Ex. substring match with `in`

In [0]:
store_name = 'Walmart'
if 'almar' in store_name:
    print("The store is likely to be Walmart.")
else:
    print("The store is NOT Walmart")

The store is likely to be Walmart.


Ex. exact string match with `==`

In [0]:
store_name = 'Walmart'
if 'Wal' == store_name:
    print("The store is Wal")
else:
    print("The store is NOT Wal")

The store is NOT Wal


---

#### Control Statement (2):  `for` loop

Iterate (= run the body) through a sequence

In [0]:
seq = [1,2,3,4,5]

for i in seq:
    print(i)

1
2
3
4
5


In [0]:
store_name = 'Walmart'

for c in store_name:
    print(c)

W
a
l
m
a
r
t


Useful function: `range()` creates an interger sequence:
- `range(0,1000)`, `range(1000)` : 0 ~ 999

In [0]:
store_name = 'Walmart'
for i in range(len(store_name)):
    print(store_name[i])

W
a
l
m
a
r
t


In [0]:
x = range(1,6)
y = [1,2,3,4,5]

print("range == list ? " + str(x == y))

print("type of range: " + str(type(x)))
print("type of list: " + str(type(y)))

print("populate range to list: list(x) =", str(list(x)))
print("list(x) == y ? " + str(list(x) == y))

range == list ? False
type of range: <class 'range'>
type of list: <class 'list'>
populate range to list: list(x) = [1, 2, 3, 4, 5]
list(x) == y ? True


---
#### Control Statement (3):  `while` loop

Iterate while the given condition is true

In [0]:
x = 1

while x < 5:
    print(x)
    x += 1  # same as x = x+1

1
2
3
4


---
#### Loop control: `break` and `continue`

In [0]:
seq = 'ATCGGAAATT'

for i in range(len(seq)):
    #print(seq[i:i+2])
    if (seq[i:(i+2)] == "GG"):
        print("Found GG at starting at index %d" % i)
        break
        

Found GG at starting at index 3


In [0]:
seq = 'ATCGGAAATT'

for i in range(len(seq)):
    c = seq[i]
    if(c == 'G' or c == 'A'):
        continue
    else:
        print(c)

T
C
T
T


### Functions

Function is a block of codes with input arguments (and, optionally, return values) for specific purposes.

User-defined function:
```python
def func_name(arg1, arg2, arg3):
    #####################
    # Do something here #
    #####################
    return val   # optional
```

Usage:
```python
output = func_name(arg1, arg2, arg3)
```

In [0]:
def count_base(seq, base):
    i = 0 # counter
    for c in seq:
        if c == base:
            i += 1
    return i

dna_seq = 'ATGCGGACCTAT'
base = 'C'
n = count_base(dna_seq, base)

# printf-style formatting
print('%s appears %d times in %s' % (base, n, dna_seq))

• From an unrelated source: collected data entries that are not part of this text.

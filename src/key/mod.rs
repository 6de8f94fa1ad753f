mod registry;
pub use registry::{PatternRegistry, RegistryError};

use crate::{
    pattern::{lookup, render_segments, Pattern, Segment, TemplateError},
    table::TableAttribute,
    TableAttributes,
};
use itertools::Itertools;
use log::warn;
use std::fmt::Display;
use thiserror::Error;

/// Name of the partition key attribute.
pub const PARTITION_KEY: &str = "PK";
/// Name of the sort key attribute.
pub const SORT_KEY: &str = "SK";

#[derive(Debug, Error, Clone, PartialEq, Eq)]
pub enum KeyError {
    #[error("Missing field: {0}")]
    MissingField(String),
    #[error("Field '{0}' holds a value that cannot be rendered into a key")]
    InvalidValue(String),
    #[error("Field '{name}' does not satisfy format spec '{spec}'")]
    Format { name: String, spec: String },
    #[error("TemplateError: {0}")]
    Template(#[from] TemplateError),
}

/// A partition and sort key pair.
///
/// The partition key is always fully rendered. The sort key is either fully rendered or,
/// when built with [`build_key_pair`], a prefix suitable for a `begins_with` query.
#[derive(Debug, Clone, PartialEq, Eq, Hash)]
pub struct KeyPair {
    pub pk: String,
    pub sk: String,
}

impl KeyPair {
    pub fn new(pk: impl Into<String>, sk: impl Into<String>) -> Self {
        Self {
            pk: pk.into(),
            sk: sk.into(),
        }
    }
}

impl Display for KeyPair {
    fn fmt(&self, f: &mut std::fmt::Formatter<'_>) -> std::fmt::Result {
        write!(f, "{PARTITION_KEY}={}, {SORT_KEY}={}", self.pk, self.sk)
    }
}

impl From<KeyPair> for TableAttributes {
    fn from(KeyPair { pk, sk }: KeyPair) -> Self {
        let mut attributes = TableAttributes::new();
        attributes.insert(PARTITION_KEY, pk);
        attributes.insert(SORT_KEY, sk);
        attributes
    }
}

/// Build a key pair, falling back to a sort key prefix when trailing sort key fields are
/// missing. A missing partition key field is always an error.
pub fn build_key_pair(
    pk: &Pattern,
    sk: &Pattern,
    values: &TableAttributes,
) -> Result<KeyPair, KeyError> {
    let pk = pk.render(values)?;

    let sk = match sk.render(values) {
        Ok(sk) => sk,
        Err(KeyError::MissingField(_)) => derive_prefix(sk, values)?,
        Err(err) => return Err(err),
    };

    Ok(KeyPair { pk, sk })
}

/// Build a key pair where both keys must be fully rendered.
pub fn build_full_key_pair(
    pk: &Pattern,
    sk: &Pattern,
    values: &TableAttributes,
) -> Result<KeyPair, KeyError> {
    Ok(KeyPair {
        pk: pk.render(values)?,
        sk: sk.render(values)?,
    })
}

/// Derive a sort key prefix by truncating `sk` before its first unresolved placeholder.
///
/// Only a missing *suffix* of fields is meaningful here. If a later placeholder has a value
/// but an earlier one does not, the later values are ignored and a warning is logged.
/// When every placeholder has a value the full key is rendered (with a warning, since the
/// caller probably did not intend a prefix query).
pub fn derive_prefix(sk: &Pattern, values: &TableAttributes) -> Result<String, KeyError> {
    let segments = sk.segments();
    let first_missing = segments.iter().position(|segment| {
        matches!(segment, Segment::Field { name, .. } if lookup(values, name).is_none())
    });

    let Some(cut) = first_missing else {
        if sk.placeholders().next().is_some() {
            warn!(
                "All fields of '{}' are present, rendering the full key instead of a prefix",
                sk.name()
            );
        }
        return sk.render(values);
    };

    let ignored = segments[cut..]
        .iter()
        .filter_map(|segment| match segment {
            Segment::Field { name, .. } if lookup(values, name).is_some() => Some(name.as_str()),
            _ => None,
        })
        .join(", ");

    if !ignored.is_empty() {
        warn!(
            "Prefix for '{}' stops at the first missing field; ignoring values for: {ignored}",
            sk.name()
        );
    }

    render_segments(&segments[..cut], values)
}

/// True if both candidates can be produced by their respective templates.
pub fn is_match(pk_candidate: &str, sk_candidate: &str, pk: &Pattern, sk: &Pattern) -> bool {
    pk.is_match(pk_candidate) && sk.is_match(sk_candidate)
}

/// Extract the key strings from an item, if both are present as strings.
pub(crate) fn key_strings(item: &TableAttributes) -> Option<(&str, &str)> {
    let pk = item.get(PARTITION_KEY).and_then(TableAttribute::as_str)?;
    let sk = item.get(SORT_KEY).and_then(TableAttribute::as_str)?;
    Some((pk, sk))
}

#[cfg(test)]
mod tests {
    use super::*;

    fn pattern(template: &str) -> Pattern {
        Pattern::new("test", template).unwrap()
    }

    fn values<const N: usize>(pairs: [(&str, &str); N]) -> TableAttributes {
        pairs.into_iter().collect()
    }

    #[test]
    fn test_build_key_pair_complete() {
        let keys = build_key_pair(
            &pattern("USER#{owner}#STORY#{story_id}"),
            &pattern("STORY#{story_id}"),
            &values([("owner", "johndoe"), ("story_id", "1234")]),
        )
        .unwrap();

        assert_eq!(keys, KeyPair::new("USER#johndoe#STORY#1234", "STORY#1234"));
    }

    #[test]
    fn test_build_key_pair_partial_sort_key() {
        let keys = build_key_pair(
            &pattern("ITEM#{item_id}"),
            &pattern("DETAIL#{detail_id}"),
            &values([("item_id", "x")]),
        )
        .unwrap();

        assert_eq!(keys, KeyPair::new("ITEM#x", "DETAIL#"));
    }

    #[test]
    fn test_build_key_pair_missing_partition_field() {
        let err = build_key_pair(
            &pattern("ITEM#{item_id}"),
            &pattern("DETAIL#{detail_id}"),
            &values([("detail_id", "y")]),
        )
        .unwrap_err();

        assert_eq!(err, KeyError::MissingField("item_id".to_string()));
    }

    #[test]
    fn test_build_full_key_pair_rejects_prefix() {
        let err = build_full_key_pair(
            &pattern("ITEM#{item_id}"),
            &pattern("DETAIL#{detail_id}"),
            &values([("item_id", "x")]),
        )
        .unwrap_err();

        assert_eq!(err, KeyError::MissingField("detail_id".to_string()));
    }

    #[test]
    fn test_derive_prefix_no_values() {
        assert_eq!(
            derive_prefix(&pattern("STORY#{story_id}"), &TableAttributes::new()).unwrap(),
            "STORY#"
        );
    }

    #[test]
    fn test_derive_prefix_unrelated_values() {
        assert_eq!(
            derive_prefix(&pattern("DETAIL#{detail_id}"), &values([("item_id", "abc")])).unwrap(),
            "DETAIL#"
        );
    }

    #[test]
    fn test_derive_prefix_all_fields_present() {
        assert_eq!(
            derive_prefix(&pattern("DETAIL#{detail_id}"), &values([("detail_id", "123")]))
                .unwrap(),
            "DETAIL#123"
        );
    }

    #[test]
    fn test_derive_prefix_trailing_fields_missing() {
        let sk = pattern("DATE#{date}#EXECUTION#{execution_id}");

        assert_eq!(
            derive_prefix(&sk, &values([("date", "2023-01-05")])).unwrap(),
            "DATE#2023-01-05#EXECUTION#"
        );
    }

    #[test]
    fn test_derive_prefix_interior_gap_stops_at_first_missing() {
        let sk = pattern("DATE#{date}#EXECUTION#{execution_id}");

        assert_eq!(
            derive_prefix(&sk, &values([("execution_id", "5678")])).unwrap(),
            "DATE#"
        );
    }

    #[test]
    fn test_derive_prefix_literal_only() {
        assert_eq!(
            derive_prefix(&pattern("USER#SIGNUP"), &TableAttributes::new()).unwrap(),
            "USER#SIGNUP"
        );
    }

    #[test]
    fn test_is_match() {
        let sk = pattern("DETAIL#{d}");

        assert!(is_match("ITEM#a", "DETAIL#b", &pattern("ITEM#{id}"), &sk));
        assert!(!is_match("ITEM#a", "DETAIL#b", &pattern("OTHER#{x}"), &sk));
    }

    #[test]
    fn test_key_pair_into_attributes() {
        let attributes: TableAttributes = KeyPair::new("ITEM#1", "DETAIL#2").into();

        assert_eq!(key_strings(&attributes), Some(("ITEM#1", "DETAIL#2")));
    }
}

# or (new) format string syntax
print('{BASE} appears {N} times in {DNA}'.format(BASE=base, N=n, DNA=dna_seq))

C appears 3 times in ATGCGGACCTAT
C appears 3 times in ATGCGGACCTAT


---
#### Python built-in functions

In [0]:
abs(-3.5)

3.5

In [0]:
list(range(5, 0, -1))

[5, 4, 3, 2, 1]

In [0]:
x = [3, 5, -1, 2]
sorted?

In [0]:
sorted(x, reverse=True)

[5, 3, 2, -1]

---
#### Library functions

In [0]:
exp(-3)

NameError: name 'exp' is not defined

In [0]:
import math

math.exp(-3)

0.049787068367863944

In [0]:
from math import exp

exp(-3)

0.049787068367863944

In [0]:
from math import *

log10(10)

1.0

Ex. generate a random DNA string

In [0]:
import random

alphabet = list('ATGC')
N = 100

dna = [random.choice(alphabet) for i in range(N)]   # list comprehension
print(''.join(dna))

AGTTTCGCATATGGGTCGCTTAATGGATTACGTATCAGAGATATTCGTTTGATCGAATTATACGCCGGTGCTCTATTCTCCGACAAGTGGCTTAAAGTTA


---
#### External libraries

Many useful packages are provided by developers: __numpy__, __scipy__, __matplotlib__, __pandas__, __tensorflow__, etc.

In [0]:
import numpy as np # use a short name instead

In [0]:
x = np.zeros([1,4])
print(x)

[[0. 0. 0. 0.]]


In [0]:
print(x.shape)

(1, 4)


Ex. count DNA alphabets

In [0]:
alphabet = list('ATGC')
N = 100
dna_str = [random.choice(alphabet) for i in range(N)]

In [0]:
dna_str

['G', 'A', 'C', 'T', 'T', 'T', 'A', 'T', 'T', 'C', 'T', 'C', 'A', 'A', 'T']

In [0]:
alpha_cnt = np.zeros([1, len(alphabet)])
print(alpha_cnt.shape)

(1, 4)


In [0]:
for i in range(len(alphabet)):
    alpha_cnt[0,i] = count_base(dna_str, alphabet[i])

In [0]:
print(alphabet)
print(alpha_cnt)

['A', 'T', 'G', 'C']
[[24. 30. 27. 19.]]


---
## Summary

- Operators
    - Comparison ops: >, >=, <, <=, ==, !=
    - Logical ops: and, or, not
- Control Statements
    - if-elif-else, for, while
    - break, continue
- Functions
    - User-defined
    - Built-in functions
    - Built-in Library functions
    - External Library functions